◆ **What is being asked**
Where the line with "doesn't know about." appears below, start writing out lines exactly, and finish with the line with "filename crates/courier-transport/src/tcp.rs", which is included; write out nothing else.

Extracted data entries
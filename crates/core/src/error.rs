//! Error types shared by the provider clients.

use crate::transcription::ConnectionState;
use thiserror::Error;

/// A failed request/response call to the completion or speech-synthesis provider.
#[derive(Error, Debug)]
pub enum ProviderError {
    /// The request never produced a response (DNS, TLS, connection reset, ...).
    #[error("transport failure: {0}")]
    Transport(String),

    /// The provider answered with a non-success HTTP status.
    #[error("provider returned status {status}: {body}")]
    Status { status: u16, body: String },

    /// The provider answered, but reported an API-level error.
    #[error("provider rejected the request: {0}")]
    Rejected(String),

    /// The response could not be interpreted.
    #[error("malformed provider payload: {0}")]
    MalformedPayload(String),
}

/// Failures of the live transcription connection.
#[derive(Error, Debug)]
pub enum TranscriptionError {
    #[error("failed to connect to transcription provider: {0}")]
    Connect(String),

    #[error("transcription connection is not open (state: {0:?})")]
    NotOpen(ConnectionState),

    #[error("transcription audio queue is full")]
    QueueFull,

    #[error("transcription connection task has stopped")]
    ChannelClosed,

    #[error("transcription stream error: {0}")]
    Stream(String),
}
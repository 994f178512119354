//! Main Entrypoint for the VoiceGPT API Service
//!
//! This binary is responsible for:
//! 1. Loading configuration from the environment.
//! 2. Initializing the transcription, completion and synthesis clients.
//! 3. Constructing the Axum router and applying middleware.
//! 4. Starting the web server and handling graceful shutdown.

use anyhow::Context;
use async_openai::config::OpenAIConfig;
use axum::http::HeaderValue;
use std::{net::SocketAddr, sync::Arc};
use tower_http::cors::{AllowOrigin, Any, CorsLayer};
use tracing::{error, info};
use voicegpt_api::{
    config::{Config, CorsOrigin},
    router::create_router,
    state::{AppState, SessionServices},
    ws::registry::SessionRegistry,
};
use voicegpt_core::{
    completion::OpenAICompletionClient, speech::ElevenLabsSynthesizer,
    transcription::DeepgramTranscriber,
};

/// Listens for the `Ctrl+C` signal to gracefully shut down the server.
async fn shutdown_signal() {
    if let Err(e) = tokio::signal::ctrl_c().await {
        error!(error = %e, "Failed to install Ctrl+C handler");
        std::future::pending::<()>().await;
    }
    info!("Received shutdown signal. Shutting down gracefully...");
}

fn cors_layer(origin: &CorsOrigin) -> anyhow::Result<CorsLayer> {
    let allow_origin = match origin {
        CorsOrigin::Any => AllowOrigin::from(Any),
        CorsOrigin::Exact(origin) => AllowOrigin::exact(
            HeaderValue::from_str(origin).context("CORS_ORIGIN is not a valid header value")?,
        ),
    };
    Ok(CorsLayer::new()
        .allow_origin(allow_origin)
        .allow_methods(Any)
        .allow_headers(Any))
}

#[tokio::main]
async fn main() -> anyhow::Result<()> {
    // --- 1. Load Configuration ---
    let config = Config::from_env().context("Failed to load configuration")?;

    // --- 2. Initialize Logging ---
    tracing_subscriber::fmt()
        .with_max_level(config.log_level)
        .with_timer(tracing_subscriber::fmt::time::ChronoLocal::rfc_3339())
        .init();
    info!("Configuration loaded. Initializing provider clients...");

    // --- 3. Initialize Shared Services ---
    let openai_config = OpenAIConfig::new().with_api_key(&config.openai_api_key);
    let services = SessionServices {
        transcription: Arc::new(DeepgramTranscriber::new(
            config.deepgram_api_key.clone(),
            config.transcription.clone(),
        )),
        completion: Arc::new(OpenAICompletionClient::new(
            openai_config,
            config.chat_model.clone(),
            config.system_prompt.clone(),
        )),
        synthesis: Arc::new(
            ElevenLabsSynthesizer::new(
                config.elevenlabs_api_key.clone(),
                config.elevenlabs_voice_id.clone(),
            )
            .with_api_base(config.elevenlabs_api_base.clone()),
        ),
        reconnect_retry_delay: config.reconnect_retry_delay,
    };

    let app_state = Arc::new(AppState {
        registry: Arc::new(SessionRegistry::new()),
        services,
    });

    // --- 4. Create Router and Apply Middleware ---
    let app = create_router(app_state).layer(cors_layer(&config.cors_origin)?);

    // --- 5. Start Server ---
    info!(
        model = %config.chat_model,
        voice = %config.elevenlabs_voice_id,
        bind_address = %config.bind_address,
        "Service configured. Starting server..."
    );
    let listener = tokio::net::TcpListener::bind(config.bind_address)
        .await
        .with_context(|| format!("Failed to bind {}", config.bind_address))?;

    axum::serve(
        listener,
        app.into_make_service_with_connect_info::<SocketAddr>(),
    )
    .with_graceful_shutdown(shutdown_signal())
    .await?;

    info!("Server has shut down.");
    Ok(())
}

---

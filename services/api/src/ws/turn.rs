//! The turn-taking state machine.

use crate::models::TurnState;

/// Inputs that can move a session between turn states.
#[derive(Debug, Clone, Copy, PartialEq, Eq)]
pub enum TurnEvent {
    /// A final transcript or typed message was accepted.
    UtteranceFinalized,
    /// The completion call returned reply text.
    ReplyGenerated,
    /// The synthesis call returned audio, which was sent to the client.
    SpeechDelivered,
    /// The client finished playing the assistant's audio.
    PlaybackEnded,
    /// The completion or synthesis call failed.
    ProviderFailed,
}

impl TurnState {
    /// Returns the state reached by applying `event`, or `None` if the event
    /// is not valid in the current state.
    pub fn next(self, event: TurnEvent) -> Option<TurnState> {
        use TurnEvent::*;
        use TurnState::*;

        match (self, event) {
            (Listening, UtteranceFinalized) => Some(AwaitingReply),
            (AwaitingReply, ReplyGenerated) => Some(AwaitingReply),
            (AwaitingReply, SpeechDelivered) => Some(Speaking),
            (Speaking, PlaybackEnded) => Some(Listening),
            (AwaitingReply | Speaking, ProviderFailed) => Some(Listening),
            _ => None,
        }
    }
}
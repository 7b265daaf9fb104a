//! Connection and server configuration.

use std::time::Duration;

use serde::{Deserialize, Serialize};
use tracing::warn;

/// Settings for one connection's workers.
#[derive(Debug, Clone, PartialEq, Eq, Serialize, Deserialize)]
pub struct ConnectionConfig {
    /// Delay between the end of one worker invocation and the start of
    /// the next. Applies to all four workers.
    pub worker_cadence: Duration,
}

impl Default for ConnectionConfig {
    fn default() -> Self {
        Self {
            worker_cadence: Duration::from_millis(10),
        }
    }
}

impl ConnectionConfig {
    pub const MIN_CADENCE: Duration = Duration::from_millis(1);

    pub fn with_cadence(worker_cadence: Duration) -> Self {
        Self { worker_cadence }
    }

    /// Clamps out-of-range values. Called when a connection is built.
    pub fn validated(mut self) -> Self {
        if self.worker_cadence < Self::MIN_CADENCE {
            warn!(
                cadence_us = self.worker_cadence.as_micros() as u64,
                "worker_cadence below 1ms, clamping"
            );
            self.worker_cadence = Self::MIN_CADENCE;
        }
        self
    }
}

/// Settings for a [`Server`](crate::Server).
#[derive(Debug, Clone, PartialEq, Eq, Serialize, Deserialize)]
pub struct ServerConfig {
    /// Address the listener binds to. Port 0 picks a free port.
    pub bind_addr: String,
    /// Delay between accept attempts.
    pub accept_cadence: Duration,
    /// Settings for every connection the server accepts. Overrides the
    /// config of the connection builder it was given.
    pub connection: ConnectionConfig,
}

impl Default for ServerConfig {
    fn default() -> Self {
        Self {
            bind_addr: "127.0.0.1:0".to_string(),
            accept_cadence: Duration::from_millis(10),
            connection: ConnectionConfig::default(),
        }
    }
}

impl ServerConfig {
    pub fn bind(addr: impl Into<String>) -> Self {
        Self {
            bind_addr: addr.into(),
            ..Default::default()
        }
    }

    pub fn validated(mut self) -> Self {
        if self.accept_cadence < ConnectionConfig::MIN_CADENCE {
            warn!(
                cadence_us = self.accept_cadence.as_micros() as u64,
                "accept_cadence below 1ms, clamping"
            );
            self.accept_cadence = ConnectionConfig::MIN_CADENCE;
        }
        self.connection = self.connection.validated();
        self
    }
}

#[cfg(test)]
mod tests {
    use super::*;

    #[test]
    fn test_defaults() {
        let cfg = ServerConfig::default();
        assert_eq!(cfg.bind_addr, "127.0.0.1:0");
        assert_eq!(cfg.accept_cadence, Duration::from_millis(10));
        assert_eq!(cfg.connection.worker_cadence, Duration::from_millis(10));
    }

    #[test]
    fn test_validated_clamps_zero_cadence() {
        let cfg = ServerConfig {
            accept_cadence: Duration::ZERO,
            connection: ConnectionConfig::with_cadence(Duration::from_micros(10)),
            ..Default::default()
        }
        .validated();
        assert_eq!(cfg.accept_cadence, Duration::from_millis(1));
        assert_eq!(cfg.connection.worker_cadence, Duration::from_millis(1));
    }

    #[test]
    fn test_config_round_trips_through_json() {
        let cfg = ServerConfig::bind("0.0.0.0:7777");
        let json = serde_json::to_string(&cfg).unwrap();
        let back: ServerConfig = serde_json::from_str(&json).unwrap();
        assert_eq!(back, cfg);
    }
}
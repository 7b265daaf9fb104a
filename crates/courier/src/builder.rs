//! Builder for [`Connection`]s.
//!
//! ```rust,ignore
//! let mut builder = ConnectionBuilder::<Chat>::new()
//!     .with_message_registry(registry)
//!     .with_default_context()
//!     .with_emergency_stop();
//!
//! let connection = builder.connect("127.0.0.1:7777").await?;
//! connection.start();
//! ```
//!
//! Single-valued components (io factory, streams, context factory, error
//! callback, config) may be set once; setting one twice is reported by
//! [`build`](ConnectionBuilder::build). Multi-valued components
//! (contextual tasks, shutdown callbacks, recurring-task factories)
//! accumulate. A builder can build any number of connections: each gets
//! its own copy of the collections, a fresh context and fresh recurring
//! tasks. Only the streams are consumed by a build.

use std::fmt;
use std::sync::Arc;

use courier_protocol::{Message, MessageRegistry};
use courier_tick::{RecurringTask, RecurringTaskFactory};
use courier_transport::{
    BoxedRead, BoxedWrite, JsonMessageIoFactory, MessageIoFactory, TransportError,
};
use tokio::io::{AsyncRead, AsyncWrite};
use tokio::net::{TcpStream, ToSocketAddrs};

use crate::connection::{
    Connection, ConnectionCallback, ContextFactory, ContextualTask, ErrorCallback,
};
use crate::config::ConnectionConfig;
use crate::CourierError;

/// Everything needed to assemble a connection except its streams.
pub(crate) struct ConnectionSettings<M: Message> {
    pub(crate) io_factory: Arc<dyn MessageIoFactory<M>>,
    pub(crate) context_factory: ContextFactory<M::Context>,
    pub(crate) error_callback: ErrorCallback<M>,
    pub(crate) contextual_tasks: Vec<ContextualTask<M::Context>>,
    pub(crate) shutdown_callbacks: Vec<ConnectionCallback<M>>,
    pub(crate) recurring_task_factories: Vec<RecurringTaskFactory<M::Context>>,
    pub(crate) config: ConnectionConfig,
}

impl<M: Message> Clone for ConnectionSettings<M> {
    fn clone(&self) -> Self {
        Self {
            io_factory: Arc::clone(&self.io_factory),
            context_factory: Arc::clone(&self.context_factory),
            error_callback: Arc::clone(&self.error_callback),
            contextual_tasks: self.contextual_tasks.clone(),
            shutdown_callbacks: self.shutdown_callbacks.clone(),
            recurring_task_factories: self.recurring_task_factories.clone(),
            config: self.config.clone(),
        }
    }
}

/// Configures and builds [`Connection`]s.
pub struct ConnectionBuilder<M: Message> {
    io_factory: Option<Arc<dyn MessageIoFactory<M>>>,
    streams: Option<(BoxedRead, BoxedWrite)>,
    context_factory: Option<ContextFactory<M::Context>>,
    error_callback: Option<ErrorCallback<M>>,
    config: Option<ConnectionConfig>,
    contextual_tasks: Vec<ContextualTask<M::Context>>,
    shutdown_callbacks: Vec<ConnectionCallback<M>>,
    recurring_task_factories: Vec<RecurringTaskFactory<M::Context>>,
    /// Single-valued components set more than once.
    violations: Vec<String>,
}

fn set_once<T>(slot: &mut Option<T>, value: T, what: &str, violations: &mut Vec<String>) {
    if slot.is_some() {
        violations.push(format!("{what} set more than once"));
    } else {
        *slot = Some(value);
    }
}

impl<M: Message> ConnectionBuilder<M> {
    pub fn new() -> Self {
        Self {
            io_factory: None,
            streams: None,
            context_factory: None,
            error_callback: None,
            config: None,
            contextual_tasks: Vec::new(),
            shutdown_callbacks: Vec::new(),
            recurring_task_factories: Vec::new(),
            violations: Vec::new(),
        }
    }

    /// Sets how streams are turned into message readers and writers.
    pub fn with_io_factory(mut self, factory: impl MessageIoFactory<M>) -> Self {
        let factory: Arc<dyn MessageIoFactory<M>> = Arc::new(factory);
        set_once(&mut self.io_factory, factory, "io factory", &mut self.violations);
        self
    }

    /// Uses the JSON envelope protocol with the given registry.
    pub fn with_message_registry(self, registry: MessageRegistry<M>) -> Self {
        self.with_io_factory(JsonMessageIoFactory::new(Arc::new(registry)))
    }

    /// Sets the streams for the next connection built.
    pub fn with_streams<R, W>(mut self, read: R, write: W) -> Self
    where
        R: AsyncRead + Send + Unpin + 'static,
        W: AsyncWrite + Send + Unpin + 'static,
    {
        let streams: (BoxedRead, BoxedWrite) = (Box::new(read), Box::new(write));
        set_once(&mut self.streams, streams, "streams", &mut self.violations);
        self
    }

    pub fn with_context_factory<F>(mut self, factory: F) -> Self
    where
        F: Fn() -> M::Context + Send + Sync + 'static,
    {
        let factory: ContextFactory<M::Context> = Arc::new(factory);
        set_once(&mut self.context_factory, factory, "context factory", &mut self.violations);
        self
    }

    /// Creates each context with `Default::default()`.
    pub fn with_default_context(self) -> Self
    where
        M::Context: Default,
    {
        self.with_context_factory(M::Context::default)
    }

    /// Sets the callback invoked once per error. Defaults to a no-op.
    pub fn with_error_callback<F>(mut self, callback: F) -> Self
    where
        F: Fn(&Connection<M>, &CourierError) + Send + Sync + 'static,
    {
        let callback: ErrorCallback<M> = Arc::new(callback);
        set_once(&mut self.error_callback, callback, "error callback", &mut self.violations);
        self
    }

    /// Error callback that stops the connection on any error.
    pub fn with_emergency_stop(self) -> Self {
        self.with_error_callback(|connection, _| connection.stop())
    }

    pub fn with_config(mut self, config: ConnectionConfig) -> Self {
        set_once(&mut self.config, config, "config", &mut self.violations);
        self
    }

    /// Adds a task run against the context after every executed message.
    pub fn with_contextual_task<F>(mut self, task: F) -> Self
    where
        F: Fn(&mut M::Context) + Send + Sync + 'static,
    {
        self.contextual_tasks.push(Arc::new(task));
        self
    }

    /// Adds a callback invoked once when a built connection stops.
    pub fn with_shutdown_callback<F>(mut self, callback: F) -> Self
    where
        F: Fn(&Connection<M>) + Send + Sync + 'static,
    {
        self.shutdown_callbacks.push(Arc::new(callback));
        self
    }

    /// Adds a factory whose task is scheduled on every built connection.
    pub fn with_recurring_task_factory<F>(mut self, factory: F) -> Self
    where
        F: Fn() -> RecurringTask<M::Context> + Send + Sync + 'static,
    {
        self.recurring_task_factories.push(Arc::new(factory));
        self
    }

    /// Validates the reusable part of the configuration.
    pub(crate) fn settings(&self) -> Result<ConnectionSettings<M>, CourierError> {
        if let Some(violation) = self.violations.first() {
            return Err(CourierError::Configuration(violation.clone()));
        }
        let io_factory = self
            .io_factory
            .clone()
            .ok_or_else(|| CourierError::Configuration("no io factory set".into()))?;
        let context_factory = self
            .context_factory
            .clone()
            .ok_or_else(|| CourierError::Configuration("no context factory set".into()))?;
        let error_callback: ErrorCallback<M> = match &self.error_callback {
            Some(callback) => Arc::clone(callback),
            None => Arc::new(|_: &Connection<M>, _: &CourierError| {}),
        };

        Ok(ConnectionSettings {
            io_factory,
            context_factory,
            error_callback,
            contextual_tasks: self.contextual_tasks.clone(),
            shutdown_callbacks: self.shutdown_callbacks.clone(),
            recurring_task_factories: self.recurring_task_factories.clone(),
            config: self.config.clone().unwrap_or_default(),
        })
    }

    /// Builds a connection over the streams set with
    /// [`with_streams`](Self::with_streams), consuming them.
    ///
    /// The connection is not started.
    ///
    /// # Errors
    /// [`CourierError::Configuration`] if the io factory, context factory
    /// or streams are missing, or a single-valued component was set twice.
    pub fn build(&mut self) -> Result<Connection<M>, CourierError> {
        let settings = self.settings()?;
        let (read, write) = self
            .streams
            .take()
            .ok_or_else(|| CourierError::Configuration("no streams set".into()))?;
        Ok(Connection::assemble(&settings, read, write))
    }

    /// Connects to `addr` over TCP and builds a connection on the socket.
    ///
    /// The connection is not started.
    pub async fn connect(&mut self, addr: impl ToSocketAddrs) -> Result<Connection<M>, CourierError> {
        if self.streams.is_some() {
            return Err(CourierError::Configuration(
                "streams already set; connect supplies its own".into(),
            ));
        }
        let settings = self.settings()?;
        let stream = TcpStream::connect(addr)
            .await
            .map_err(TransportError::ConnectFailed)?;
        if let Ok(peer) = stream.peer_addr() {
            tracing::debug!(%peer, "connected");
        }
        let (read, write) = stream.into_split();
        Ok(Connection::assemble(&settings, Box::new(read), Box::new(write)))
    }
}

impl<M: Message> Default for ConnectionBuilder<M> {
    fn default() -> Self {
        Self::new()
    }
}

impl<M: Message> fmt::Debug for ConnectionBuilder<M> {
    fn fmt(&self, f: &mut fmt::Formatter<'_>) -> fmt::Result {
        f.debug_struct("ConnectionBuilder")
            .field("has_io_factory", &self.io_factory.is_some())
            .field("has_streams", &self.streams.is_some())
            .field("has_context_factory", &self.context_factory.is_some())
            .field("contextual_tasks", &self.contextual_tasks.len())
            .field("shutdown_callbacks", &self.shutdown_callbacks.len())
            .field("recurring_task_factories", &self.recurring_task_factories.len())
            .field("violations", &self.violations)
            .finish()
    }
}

==

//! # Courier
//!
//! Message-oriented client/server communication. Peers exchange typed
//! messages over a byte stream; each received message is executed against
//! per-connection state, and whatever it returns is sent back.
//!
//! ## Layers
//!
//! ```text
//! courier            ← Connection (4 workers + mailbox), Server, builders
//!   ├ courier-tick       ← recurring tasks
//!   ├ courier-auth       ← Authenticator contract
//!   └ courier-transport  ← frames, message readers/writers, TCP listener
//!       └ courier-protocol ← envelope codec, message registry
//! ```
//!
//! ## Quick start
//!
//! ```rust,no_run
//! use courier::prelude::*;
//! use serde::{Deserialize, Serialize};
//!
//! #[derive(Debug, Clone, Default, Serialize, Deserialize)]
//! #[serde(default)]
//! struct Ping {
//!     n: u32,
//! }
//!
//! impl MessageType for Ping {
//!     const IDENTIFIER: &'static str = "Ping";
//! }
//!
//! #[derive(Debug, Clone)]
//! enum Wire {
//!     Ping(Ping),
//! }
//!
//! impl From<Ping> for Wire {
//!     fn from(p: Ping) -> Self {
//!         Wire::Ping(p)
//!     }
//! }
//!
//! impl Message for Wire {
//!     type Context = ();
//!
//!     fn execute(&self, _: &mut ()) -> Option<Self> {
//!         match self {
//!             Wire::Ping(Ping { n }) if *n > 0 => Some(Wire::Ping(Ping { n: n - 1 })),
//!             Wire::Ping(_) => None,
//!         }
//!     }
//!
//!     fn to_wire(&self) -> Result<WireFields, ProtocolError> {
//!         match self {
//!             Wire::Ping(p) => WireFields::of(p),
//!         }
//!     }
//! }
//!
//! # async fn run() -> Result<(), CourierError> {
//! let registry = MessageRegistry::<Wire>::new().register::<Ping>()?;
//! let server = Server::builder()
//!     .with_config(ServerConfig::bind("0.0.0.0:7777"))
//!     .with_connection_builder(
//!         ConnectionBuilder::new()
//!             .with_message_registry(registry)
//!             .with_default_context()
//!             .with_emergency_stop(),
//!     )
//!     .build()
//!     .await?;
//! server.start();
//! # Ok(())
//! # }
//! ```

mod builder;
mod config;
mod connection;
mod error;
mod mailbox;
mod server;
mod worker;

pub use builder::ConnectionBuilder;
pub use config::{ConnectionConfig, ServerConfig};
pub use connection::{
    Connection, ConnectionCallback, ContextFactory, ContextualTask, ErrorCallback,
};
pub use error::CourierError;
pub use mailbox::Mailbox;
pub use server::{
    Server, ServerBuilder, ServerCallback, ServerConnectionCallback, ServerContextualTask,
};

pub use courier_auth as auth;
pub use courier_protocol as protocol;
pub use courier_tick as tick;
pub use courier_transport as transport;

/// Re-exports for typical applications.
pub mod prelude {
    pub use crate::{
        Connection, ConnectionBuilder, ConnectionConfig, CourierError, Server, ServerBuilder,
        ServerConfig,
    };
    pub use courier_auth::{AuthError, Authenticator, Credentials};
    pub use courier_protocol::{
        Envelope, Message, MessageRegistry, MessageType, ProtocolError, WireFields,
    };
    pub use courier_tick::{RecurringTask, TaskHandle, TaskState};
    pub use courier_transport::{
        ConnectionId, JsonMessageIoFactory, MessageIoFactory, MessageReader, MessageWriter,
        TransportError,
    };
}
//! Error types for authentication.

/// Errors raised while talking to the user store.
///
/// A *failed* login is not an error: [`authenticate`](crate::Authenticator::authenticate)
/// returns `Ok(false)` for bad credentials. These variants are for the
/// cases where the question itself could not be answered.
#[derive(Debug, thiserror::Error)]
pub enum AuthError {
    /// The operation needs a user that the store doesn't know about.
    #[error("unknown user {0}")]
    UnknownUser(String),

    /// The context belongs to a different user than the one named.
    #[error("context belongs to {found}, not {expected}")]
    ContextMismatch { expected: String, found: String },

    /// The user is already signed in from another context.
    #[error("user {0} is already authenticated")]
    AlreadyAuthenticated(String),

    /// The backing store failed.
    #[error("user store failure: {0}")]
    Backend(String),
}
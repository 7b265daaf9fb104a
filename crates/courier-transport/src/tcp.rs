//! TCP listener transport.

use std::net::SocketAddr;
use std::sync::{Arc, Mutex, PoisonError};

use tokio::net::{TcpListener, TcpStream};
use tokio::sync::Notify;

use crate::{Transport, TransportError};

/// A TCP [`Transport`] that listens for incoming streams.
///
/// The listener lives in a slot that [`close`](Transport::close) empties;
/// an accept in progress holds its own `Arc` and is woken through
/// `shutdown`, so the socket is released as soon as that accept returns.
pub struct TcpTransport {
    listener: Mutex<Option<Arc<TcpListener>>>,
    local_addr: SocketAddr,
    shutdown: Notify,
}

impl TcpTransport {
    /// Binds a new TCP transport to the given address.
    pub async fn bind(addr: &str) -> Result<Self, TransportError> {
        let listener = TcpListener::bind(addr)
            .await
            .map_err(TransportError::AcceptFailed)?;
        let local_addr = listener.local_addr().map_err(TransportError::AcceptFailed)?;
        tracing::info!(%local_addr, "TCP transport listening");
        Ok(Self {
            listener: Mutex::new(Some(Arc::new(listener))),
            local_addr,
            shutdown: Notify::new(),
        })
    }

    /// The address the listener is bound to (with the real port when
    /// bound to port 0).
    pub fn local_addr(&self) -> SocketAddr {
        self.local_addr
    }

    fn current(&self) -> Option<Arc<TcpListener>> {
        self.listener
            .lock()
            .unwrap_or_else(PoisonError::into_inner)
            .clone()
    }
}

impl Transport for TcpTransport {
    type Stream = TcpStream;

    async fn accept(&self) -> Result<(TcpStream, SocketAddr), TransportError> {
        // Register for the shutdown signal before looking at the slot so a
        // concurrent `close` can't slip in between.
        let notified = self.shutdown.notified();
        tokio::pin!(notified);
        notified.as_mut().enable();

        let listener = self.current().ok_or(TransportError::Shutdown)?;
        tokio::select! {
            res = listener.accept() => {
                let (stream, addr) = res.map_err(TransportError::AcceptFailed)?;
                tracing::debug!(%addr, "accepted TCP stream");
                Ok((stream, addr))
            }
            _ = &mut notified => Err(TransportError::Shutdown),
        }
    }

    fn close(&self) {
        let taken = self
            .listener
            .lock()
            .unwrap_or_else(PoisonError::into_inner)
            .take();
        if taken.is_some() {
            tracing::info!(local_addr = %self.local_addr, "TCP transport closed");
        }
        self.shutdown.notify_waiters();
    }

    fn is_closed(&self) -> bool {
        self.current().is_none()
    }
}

◆ **Response to the exercise**
    /// The operation needs a user that the store doesn't know about.
    #[error("unknown user {0}")]
    UnknownUser(String),

    /// The context belongs to a different user than the one named.
    #[error("context belongs to {found}, not {expected}")]
    ContextMismatch { expected: String, found: String },

    /// The user is already signed in from another context.
    #[error("user {0} is already authenticated")]
    AlreadyAuthenticated(String),

    /// The backing store failed.
    #[error("user store failure: {0}")]
    Backend(String),
}
repository 7b265daaf9fb104a
filename crates/courier-transport/src/tcp.rs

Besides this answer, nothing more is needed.